PROBLEM STATEMENT: Each line of the entries that mentions the string "match" needs to be reported.

DATA FOR THIS EXERCISE:
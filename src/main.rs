//! Command-line front end: train a forecaster on a CSV file, or apply a
//! saved one to new data.

use anyhow::{Context, Result};
use clap::{Args, Parser, Subcommand};
use std::path::{Path, PathBuf};
use tracing::info;
use tracing_subscriber::EnvFilter;

use lstm_forecast::{
    ForecastConfig, ForecastPipeline, LossKind, MissingValuePolicy, OptimizerKind, PlotSpec, SavedForecaster,
    SplitStrategy, TimeSeries,
};

/// Next-value time series forecasting with stacked LSTM networks
#[derive(Parser, Debug)]
#[command(name = "lstm-forecast")]
#[command(author, version, about, long_about = None)]
#[command(propagate_version = true)]
struct Cli {
    /// Log debug output (RUST_LOG takes precedence)
    #[arg(short, long, global = true)]
    verbose: bool,

    #[command(subcommand)]
    command: Commands,
}

#[derive(Subcommand, Debug)]
enum Commands {
    /// Train on the leading part of a series and evaluate on the rest
    Train(TrainCommand),

    /// Predict a series with a saved model
    Predict(PredictCommand),
}

#[derive(Args, Debug)]
struct TrainCommand {
    /// CSV file with a date column and numeric columns
    #[arg(long, short = 'i')]
    input: PathBuf,

    /// JSON configuration; flags below override it
    #[arg(long, short = 'c')]
    config: Option<PathBuf>,

    /// Column to predict (default: first feature column)
    #[arg(long)]
    target: Option<String>,

    /// Comma-separated feature columns (default: every non-date column)
    #[arg(long, value_delimiter = ',')]
    columns: Option<Vec<String>>,

    /// Name of the date column
    #[arg(long)]
    date_column: Option<String>,

    #[arg(long)]
    seq_length: Option<usize>,

    #[arg(long)]
    epochs: Option<usize>,

    #[arg(long)]
    batch_size: Option<usize>,

    #[arg(long)]
    hidden_size: Option<usize>,

    /// Number of stacked LSTM layers
    #[arg(long)]
    layers: Option<usize>,

    #[arg(long)]
    learning_rate: Option<f64>,

    /// Fraction of rows used for training
    #[arg(long)]
    train_ratio: Option<f64>,

    /// split-then-window or window-then-split
    #[arg(long)]
    split: Option<SplitStrategy>,

    /// reject, zero or forward
    #[arg(long)]
    missing: Option<MissingValuePolicy>,

    /// adam, sgd or rmsprop
    #[arg(long)]
    optimizer: Option<OptimizerKind>,

    /// mse or mae
    #[arg(long)]
    loss: Option<LossKind>,

    /// Validate on the test windows instead of a training hold-out
    #[arg(long)]
    validate_on_test: bool,

    #[arg(long)]
    seed: Option<u64>,

    /// Chart of actual vs. predicted test values (.png or .svg)
    #[arg(long, default_value = "forecast.png")]
    plot: PathBuf,

    /// Skip the chart
    #[arg(long)]
    no_plot: bool,

    /// Write date,actual,predicted rows for the test period
    #[arg(long, short = 'o')]
    output: Option<PathBuf>,

    /// Save the trained model (.json, anything else is binary)
    #[arg(long)]
    save_model: Option<PathBuf>,
}

#[derive(Args, Debug)]
struct PredictCommand {
    /// Model written by `train --save-model`
    #[arg(long, short = 'm')]
    model: PathBuf,

    #[arg(long, short = 'i')]
    input: PathBuf,

    #[arg(long)]
    plot: Option<PathBuf>,

    #[arg(long, short = 'o')]
    output: Option<PathBuf>,
}

fn main() -> Result<()> {
    let cli = Cli::parse();

    let default_level = if cli.verbose { "debug" } else { "info" };
    let filter = EnvFilter::try_from_default_env().unwrap_or_else(|_| EnvFilter::new(default_level));
    tracing_subscriber::fmt().with_env_filter(filter).with_target(false).init();

    match cli.command {
        Commands::Train(cmd) => cmd.run(),
        Commands::Predict(cmd) => cmd.run(),
    }
}

impl TrainCommand {
    fn build_config(&self) -> Result<ForecastConfig> {
        let mut config = match &self.config {
            Some(path) => ForecastConfig::from_json_file(path)
                .with_context(|| format!("failed to read config {}", path.display()))?,
            None => ForecastConfig::default(),
        };

        if let Some(target) = &self.target {
            config.data.target = Some(target.clone());
        }
        if let Some(columns) = &self.columns {
            config.data.columns = Some(columns.clone());
        }
        if let Some(date_column) = &self.date_column {
            config.data.date_column = date_column.clone();
        }
        if let Some(missing) = self.missing {
            config.data.missing = missing;
        }
        if let Some(seq_length) = self.seq_length {
            config.seq_length = seq_length;
        }
        if let Some(epochs) = self.epochs {
            config.training.epochs = epochs;
        }
        if let Some(batch_size) = self.batch_size {
            config.training.batch_size = batch_size;
        }
        if let Some(hidden_size) = self.hidden_size {
            config.model.hidden_size = hidden_size;
        }
        if let Some(layers) = self.layers {
            config.model.num_layers = layers;
        }
        if let Some(learning_rate) = self.learning_rate {
            config.learning_rate = learning_rate;
        }
        if let Some(train_ratio) = self.train_ratio {
            config.train_ratio = train_ratio;
        }
        if let Some(split) = self.split {
            config.split = split;
        }
        if let Some(optimizer) = self.optimizer {
            config.optimizer = optimizer;
        }
        if let Some(loss) = self.loss {
            config.loss = loss;
        }
        if self.validate_on_test {
            config.validate_on_test = true;
        }
        if self.seed.is_some() {
            config.seed = self.seed;
        }

        Ok(config)
    }

    fn run(self) -> Result<()> {
        let config = self.build_config()?;
        let pipeline = ForecastPipeline::new(config).context("invalid configuration")?;

        info!(input = %self.input.display(), "loading series");
        let report = pipeline
            .run(&self.input)
            .with_context(|| format!("forecasting {} failed", self.input.display()))?;

        println!("Rows:            {}", report.rows);
        println!("Target:          {}", report.target);
        println!("Train windows:   {}", report.train_windows);
        println!("Test windows:    {}", report.test_windows);
        if let Some(last) = report.history.last() {
            println!("Final loss:      {:.6} after {} epochs", last.train_loss, last.epoch);
        }
        println!("Test loss:       {:.6}", report.test_loss);
        println!("Test metrics:    {}", report.metrics);

        if !self.no_plot {
            report
                .plot(&self.plot)
                .with_context(|| format!("failed to draw {}", self.plot.display()))?;
            println!("Chart:           {}", self.plot.display());
        }
        if let Some(path) = &self.output {
            report
                .write_csv(path)
                .with_context(|| format!("failed to write {}", path.display()))?;
            println!("Predictions:     {}", path.display());
        }
        if let Some(path) = &self.save_model {
            report
                .model
                .save(path)
                .with_context(|| format!("failed to save model to {}", path.display()))?;
            println!("Model:           {}", path.display());
        }

        Ok(())
    }
}

impl PredictCommand {
    fn run(self) -> Result<()> {
        let bundle = SavedForecaster::load(&self.model)
            .with_context(|| format!("failed to load model {}", self.model.display()))?;
        info!(
            model = %bundle.metadata.model_name,
            target = %bundle.metadata.target,
            trained_epochs = bundle.metadata.total_epochs,
            "loaded model"
        );

        let series = TimeSeries::from_csv(&self.input, &bundle.data_config())
            .with_context(|| format!("failed to load {}", self.input.display()))?;
        let prediction = bundle
            .predict_series(&series)
            .context("prediction failed")?;
        let metrics = lstm_forecast::ForecastMetrics::compute(prediction.actual.view(), prediction.predicted.view())?;

        println!("Rows:            {}", series.len());
        println!("Predicted rows:  {}", prediction.predicted.len());
        println!("Metrics:         {}", metrics);
        match series.timestamps().last() {
            Some(last) => println!("Next after {}: {:.4}", last, prediction.next),
            None => println!("Next:            {:.4}", prediction.next),
        }

        if let Some(path) = &self.plot {
            draw(path, &bundle.metadata.target, &prediction)?;
        }
        if let Some(path) = &self.output {
            lstm_forecast::data::write_predictions_csv(
                path,
                &prediction.timestamps,
                prediction.actual.view(),
                prediction.predicted.view(),
            )
            .with_context(|| format!("failed to write {}", path.display()))?;
            println!("Predictions:     {}", path.display());
        }

        Ok(())
    }
}

fn draw(path: &Path, target: &str, prediction: &lstm_forecast::SeriesPrediction) -> Result<()> {
    lstm_forecast::plot_predictions(
        path,
        &PlotSpec::for_target(target),
        prediction.actual.view(),
        prediction.predicted.view(),
    )
    .with_context(|| format!("failed to draw {}", path.display()))?;
    println!("Chart:           {}", path.display());
    Ok(())
}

EXERCISE OUTPUT:
    match cli.command {
        let mut config = match &self.config {
        match series.timestamps().last() {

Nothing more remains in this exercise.